▶ Your assignment:
Please copy out the entries below exactly, beginning with the line that contains "use xharvest_api::*;" and ending with the line that contains "shared in tests).", and include nothing outside that span.

▶ Listed entries:

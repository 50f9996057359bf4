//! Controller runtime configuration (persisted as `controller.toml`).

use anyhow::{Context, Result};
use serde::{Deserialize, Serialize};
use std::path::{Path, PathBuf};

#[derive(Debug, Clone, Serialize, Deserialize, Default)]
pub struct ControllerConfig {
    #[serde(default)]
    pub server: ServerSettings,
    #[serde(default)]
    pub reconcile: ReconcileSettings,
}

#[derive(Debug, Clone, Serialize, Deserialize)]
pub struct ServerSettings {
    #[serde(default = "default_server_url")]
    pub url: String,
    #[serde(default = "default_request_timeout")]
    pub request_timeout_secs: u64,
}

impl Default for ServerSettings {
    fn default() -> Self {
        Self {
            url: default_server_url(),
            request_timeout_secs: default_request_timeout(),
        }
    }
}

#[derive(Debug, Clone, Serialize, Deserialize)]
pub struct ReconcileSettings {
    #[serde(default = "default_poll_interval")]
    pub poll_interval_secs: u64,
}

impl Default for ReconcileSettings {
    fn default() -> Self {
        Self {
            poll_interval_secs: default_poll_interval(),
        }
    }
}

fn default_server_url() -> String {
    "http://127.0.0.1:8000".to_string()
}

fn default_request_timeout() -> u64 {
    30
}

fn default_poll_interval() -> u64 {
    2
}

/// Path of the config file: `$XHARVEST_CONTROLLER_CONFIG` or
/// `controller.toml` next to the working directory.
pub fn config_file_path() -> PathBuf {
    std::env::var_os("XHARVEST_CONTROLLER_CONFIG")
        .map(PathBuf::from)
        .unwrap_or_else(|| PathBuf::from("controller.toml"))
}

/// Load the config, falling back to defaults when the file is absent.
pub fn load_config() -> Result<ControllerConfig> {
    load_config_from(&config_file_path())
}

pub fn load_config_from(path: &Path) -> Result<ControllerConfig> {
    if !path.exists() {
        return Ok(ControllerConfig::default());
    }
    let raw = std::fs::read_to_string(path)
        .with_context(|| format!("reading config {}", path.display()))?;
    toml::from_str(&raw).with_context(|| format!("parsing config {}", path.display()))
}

--

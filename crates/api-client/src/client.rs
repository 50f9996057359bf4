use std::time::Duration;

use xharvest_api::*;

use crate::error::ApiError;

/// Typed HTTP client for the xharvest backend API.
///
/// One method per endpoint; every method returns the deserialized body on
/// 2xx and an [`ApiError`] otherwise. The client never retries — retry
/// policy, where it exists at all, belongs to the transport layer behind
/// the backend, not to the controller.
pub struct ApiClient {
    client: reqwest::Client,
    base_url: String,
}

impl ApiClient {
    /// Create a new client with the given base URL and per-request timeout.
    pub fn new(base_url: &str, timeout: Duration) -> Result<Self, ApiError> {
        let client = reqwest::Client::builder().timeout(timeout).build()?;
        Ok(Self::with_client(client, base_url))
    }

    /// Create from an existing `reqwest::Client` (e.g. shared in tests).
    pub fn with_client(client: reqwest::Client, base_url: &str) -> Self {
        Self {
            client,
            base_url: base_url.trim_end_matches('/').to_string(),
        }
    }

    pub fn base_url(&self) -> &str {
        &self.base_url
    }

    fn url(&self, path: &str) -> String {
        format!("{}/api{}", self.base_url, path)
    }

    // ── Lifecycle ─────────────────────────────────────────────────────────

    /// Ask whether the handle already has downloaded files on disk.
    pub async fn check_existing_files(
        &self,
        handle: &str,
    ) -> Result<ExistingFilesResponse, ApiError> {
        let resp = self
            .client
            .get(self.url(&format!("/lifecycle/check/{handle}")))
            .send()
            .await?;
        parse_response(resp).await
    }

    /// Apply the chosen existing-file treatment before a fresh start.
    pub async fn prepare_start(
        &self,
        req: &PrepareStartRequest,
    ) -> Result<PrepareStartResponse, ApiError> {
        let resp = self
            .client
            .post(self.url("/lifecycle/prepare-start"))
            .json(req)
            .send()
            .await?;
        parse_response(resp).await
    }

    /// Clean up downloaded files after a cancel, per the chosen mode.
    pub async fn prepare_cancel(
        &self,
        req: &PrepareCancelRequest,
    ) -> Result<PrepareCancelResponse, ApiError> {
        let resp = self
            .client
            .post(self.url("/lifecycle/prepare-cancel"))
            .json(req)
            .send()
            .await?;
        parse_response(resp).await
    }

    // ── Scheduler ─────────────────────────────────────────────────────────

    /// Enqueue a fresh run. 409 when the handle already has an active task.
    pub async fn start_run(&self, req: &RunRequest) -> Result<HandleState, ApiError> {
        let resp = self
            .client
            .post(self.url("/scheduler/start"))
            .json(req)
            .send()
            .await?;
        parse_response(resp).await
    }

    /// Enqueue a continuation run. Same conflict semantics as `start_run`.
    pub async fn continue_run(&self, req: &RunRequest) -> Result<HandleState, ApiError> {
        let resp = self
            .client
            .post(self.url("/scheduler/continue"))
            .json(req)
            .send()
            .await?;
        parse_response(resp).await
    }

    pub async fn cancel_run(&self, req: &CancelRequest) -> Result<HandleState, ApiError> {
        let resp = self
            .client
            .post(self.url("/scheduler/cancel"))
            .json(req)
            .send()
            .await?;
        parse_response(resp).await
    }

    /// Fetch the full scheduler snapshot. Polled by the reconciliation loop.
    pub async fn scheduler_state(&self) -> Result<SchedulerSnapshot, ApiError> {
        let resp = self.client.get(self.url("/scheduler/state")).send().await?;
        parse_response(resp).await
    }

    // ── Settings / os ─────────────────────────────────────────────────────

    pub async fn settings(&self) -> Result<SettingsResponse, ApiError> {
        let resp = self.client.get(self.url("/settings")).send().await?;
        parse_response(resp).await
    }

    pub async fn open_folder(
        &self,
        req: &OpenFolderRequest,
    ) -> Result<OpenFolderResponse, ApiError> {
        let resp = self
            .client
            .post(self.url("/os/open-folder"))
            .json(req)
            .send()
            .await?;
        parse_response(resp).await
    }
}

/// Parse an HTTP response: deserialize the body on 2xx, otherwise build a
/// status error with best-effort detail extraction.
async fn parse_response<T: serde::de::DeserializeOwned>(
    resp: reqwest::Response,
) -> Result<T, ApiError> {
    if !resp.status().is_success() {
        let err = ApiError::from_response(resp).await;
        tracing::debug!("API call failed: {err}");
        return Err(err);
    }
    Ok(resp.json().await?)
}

* * *

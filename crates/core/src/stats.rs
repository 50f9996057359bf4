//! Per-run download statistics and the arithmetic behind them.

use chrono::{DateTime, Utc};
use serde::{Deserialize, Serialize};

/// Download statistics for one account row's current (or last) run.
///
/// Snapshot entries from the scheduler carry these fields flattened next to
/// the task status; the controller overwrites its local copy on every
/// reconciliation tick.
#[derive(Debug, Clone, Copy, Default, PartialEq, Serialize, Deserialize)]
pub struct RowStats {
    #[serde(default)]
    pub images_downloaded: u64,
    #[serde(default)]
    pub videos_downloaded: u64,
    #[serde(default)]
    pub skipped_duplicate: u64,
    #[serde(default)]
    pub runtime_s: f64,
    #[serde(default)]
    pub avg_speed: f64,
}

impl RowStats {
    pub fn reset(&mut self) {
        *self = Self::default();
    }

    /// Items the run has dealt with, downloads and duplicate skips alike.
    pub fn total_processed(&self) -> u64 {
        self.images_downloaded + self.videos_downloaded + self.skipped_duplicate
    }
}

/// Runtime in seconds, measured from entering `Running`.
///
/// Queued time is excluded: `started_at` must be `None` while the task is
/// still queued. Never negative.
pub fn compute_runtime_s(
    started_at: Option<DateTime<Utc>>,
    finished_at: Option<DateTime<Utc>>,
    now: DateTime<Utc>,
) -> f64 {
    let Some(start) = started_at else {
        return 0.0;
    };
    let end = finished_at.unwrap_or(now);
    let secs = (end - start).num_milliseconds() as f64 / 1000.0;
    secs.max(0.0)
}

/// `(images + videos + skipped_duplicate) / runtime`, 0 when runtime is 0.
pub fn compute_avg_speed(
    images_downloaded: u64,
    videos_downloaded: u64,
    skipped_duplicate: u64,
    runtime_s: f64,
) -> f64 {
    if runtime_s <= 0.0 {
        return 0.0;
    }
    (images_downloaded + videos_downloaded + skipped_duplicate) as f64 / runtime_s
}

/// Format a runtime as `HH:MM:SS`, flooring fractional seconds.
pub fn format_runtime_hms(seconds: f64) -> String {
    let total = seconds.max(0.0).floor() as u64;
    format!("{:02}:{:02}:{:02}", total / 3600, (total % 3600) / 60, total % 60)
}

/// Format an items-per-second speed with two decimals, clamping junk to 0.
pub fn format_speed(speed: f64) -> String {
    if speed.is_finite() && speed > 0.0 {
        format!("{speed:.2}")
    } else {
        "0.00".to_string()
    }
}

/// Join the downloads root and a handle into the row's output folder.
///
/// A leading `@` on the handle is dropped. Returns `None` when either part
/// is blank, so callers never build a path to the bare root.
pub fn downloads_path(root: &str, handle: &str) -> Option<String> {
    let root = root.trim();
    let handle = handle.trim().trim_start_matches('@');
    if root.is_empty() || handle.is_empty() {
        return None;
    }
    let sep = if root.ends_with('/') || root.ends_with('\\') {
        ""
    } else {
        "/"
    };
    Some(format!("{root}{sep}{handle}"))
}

▶ Response for this exercise:
use xharvest_api::*;

use crate::error::ApiError;

/// Typed HTTP client for the xharvest backend API.
///
/// One method per endpoint; every method returns the deserialized body on
/// 2xx and an [`ApiError`] otherwise. The client never retries — retry
/// policy, where it exists at all, belongs to the transport layer behind
/// the backend, not to the controller.
pub struct ApiClient {
    client: reqwest::Client,
    base_url: String,
}

impl ApiClient {
    /// Create a new client with the given base URL and per-request timeout.
    pub fn new(base_url: &str, timeout: Duration) -> Result<Self, ApiError> {
        let client = reqwest::Client::builder().timeout(timeout).build()?;
        Ok(Self::with_client(client, base_url))
    }

    /// Create from an existing `reqwest::Client` (e.g. shared in tests).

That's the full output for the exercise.